Regarding the number of parishioners who lived in the urban renewal area, the survey says that a number used to live in the area but in a period of 10-15 years many began moving out. Actually, they don’t give any numbers. How many people lived in the urban renewal area….. “a few.” How many in the rest of DC? A “large majority.” How many out in the burbs? Well, there we get something numerical, “few (8 families).” They had parking for 44 cars, so let’s call it a commuter church.

Let’s also call it a retiree church. Though professionals (17%) and white collar workers (29%) had significant numbers, I couldn’t help but notice the 22% of the congregants being retirees. So far it doesn’t look like the other churches I’ve featured had so many retirees.

1957 Church Survey: Mt. Gilead Baptist Church

1625 13th St NW, WDC

Okay, let’s do a Shaw Church for this series of churches in the 1957 Church Survey. A survey that has never been done since, because a later “survey” done in the 1970s or 80s was very uninformative compared to this one. My last church was Metropolitan AME, and before that Eckington Presbyterian, so I figured I bring the posts back to the part of the Northwest Urban Renewal Area that later became Shaw.

Mt. Gilead still stands at 1625 13th St NW. According to their history website, their church building was bought at auction from Trinity Baptist Church in 1932. The church (people) itself was a mission group of about 75 people who started this church. As far as I can tell from their site, it is still an African American church.

CS 7 Mt Gilead Baptist by Mm Inshaw on Scribd

As you can probably see from the document, there isn’t much of a description there. It has publically available information about the building, and isn’t as informative as the previous excerpts.

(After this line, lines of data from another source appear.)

//! Pending queue repository over a key-value store.
//!
//! The whole queue is one JSON document. Every mutation is a read-modify-write
//! of that document, serialized within the process by a mutex.

use async_trait::async_trait;
use serde::de::DeserializeOwned;
use serde::Serialize;
use std::sync::Arc;
use tokio::sync::Mutex;

use crate::domain::foundation::{DomainError, InspectionId};
use crate::domain::inspection::Inspection;
use crate::domain::sync::PendingControls;
use crate::ports::{KeyValueStore, PendingQueueRepository, StorageError};

/// Key of the serialized pending queue.
pub const PENDING_CONTROLS_KEY: &str = "pending_controls";

/// Key of the currently open inspection.
pub const CURRENT_CONTROL_KEY: &str = "current_control";

pub struct StoredPendingQueue {
    store: Arc<dyn KeyValueStore>,
    write_lock: Mutex<()>,
}

impl StoredPendingQueue {
    pub fn new(store: Arc<dyn KeyValueStore>) -> Self {
        Self {
            store,
            write_lock: Mutex::new(()),
        }
    }

    async fn read<T: DeserializeOwned>(&self, key: &str) -> Result<Option<T>, DomainError> {
        let Some(bytes) = self.store.load(key).await? else {
            return Ok(None);
        };
        let value = serde_json::from_slice(&bytes).map_err(|e| StorageError::DeserializationFailed {
            key: key.to_string(),
            reason: e.to_string(),
        })?;
        Ok(Some(value))
    }

    async fn write<T: Serialize + ?Sized>(&self, key: &str, value: &T) -> Result<(), DomainError> {
        let bytes = serde_json::to_vec(value).map_err(|e| StorageError::SerializationFailed {
            key: key.to_string(),
            reason: e.to_string(),
        })?;
        self.store.save(key, &bytes).await?;
        Ok(())
    }

    async fn read_queue(&self) -> Result<PendingControls, DomainError> {
        Ok(self.read(PENDING_CONTROLS_KEY).await?.unwrap_or_default())
    }
}

#[async_trait]
impl PendingQueueRepository for StoredPendingQueue {
    async fn load_all(&self) -> Result<PendingControls, DomainError> {
        self.read_queue().await
    }

    async fn find(&self, id: &InspectionId) -> Result<Option<Inspection>, DomainError> {
        Ok(self.read_queue().await?.remove(id))
    }

    async fn upsert(&self, inspection: &Inspection) -> Result<(), DomainError> {
        let _guard = self.write_lock.lock().await;
        let mut queue = self.read_queue().await?;
        queue.insert(inspection.id().clone(), inspection.clone());
        self.write(PENDING_CONTROLS_KEY, &queue).await
    }

    async fn replace_all(&self, queue: &PendingControls) -> Result<(), DomainError> {
        let _guard = self.write_lock.lock().await;
        self.write(PENDING_CONTROLS_KEY, queue).await
    }

    async fn update_all<'a>(
        &'a self,
        apply: Box<dyn for<'q> FnOnce(&'q mut PendingControls) + Send + 'a>,
    ) -> Result<(), DomainError> {
        let _guard = self.write_lock.lock().await;
        let mut queue = self.read_queue().await?;
        apply(&mut queue);
        self.write(PENDING_CONTROLS_KEY, &queue).await
    }

    async fn load_current(&self) -> Result<Option<Inspection>, DomainError> {
        self.read(CURRENT_CONTROL_KEY).await
    }

    async fn save_current(&self, inspection: &Inspection) -> Result<(), DomainError> {
        let _guard = self.write_lock.lock().await;
        self.write(CURRENT_CONTROL_KEY, inspection).await
    }

    async fn clear_current(&self) -> Result<(), DomainError> {
        let _guard = self.write_lock.lock().await;
        self.store.remove(CURRENT_CONTROL_KEY).await?;
        Ok(())
    }

    async fn update_current<'a>(
        &'a self,
        apply: Box<dyn for<'q> FnOnce(&'q mut Inspection) -> bool + Send + 'a>,
    ) -> Result<bool, DomainError> {
        let _guard = self.write_lock.lock().await;
        let Some(mut current) = self.read::<Inspection>(CURRENT_CONTROL_KEY).await? else {
            return Ok(false);
        };
        if !apply(&mut current) {
            return Ok(false);
        }
        self.write(CURRENT_CONTROL_KEY, &current).await?;
        Ok(true)
    }
}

1957 Church Survey: Lincoln Memorial Congregational Temple

So I’m going to go into the well that is the October 1957 Northwest Urban Renewal Area Church Survey to look at churches that may or may not still exist in Shaw.

Lincoln Memorial Congregational is one of those churches that fit into the may and may not exist limbo because the church is no longer functioning and held its last service in 2018. In the September 30, 2018 Washington Post article regarding the church’s shuttering, about a dozen parishioners would show up on any given Sunday. The stated reason for the reduced numbers was the demographic changes in the neighborhood and problems with parking. When you look at what was going on with the church in 1957, neighborhood demographics didn’t matter as much as the parking.

CS-39-Lincoln Memorial Cong… by on Scribd


The Northwest Urban Renewal Area was bigger than the boundaries of Shaw, and encompassed most of Shaw, and only a quarter of the 725 members lived in the urban renewal area. According to the 1957 survey, a majority lived in other parts of DC. A notation says those congregants outside of the urban renewal area lived in upper Northwest, Kenilworth and Brookland. Half of the working parishioners were white collar workers, I’ll guess members of the Black middle class who probably had cars and drove/ car-pooled to church. Those other parts of DC are too far to walk to church in one’s Sunday best.

1957 Church Survey: Hemingway Temple AME

1957ChurchMap
Plug in 501 P St NW and you can see the building that is there. Or you can go to the church’s Facebook page and see photos of the church there.

Church Survey Northwest Urb… by on Scribd

So I’m trying something new here. Putting the PDFs on Scribd, so I can share this. So let’s go over the church’s info shall we?

It reported having 175 members with 85 showing up for regular worship service. For those of you unfamiliar with church attendance, not everyone shows up every week. You’ve got once a week, once a month, and once everyso often members. Depending on the church, some people can remain on membership rolls long after they’ve moved to another church or stopped attending all together. Also some people attend and don’t become members. So there is that.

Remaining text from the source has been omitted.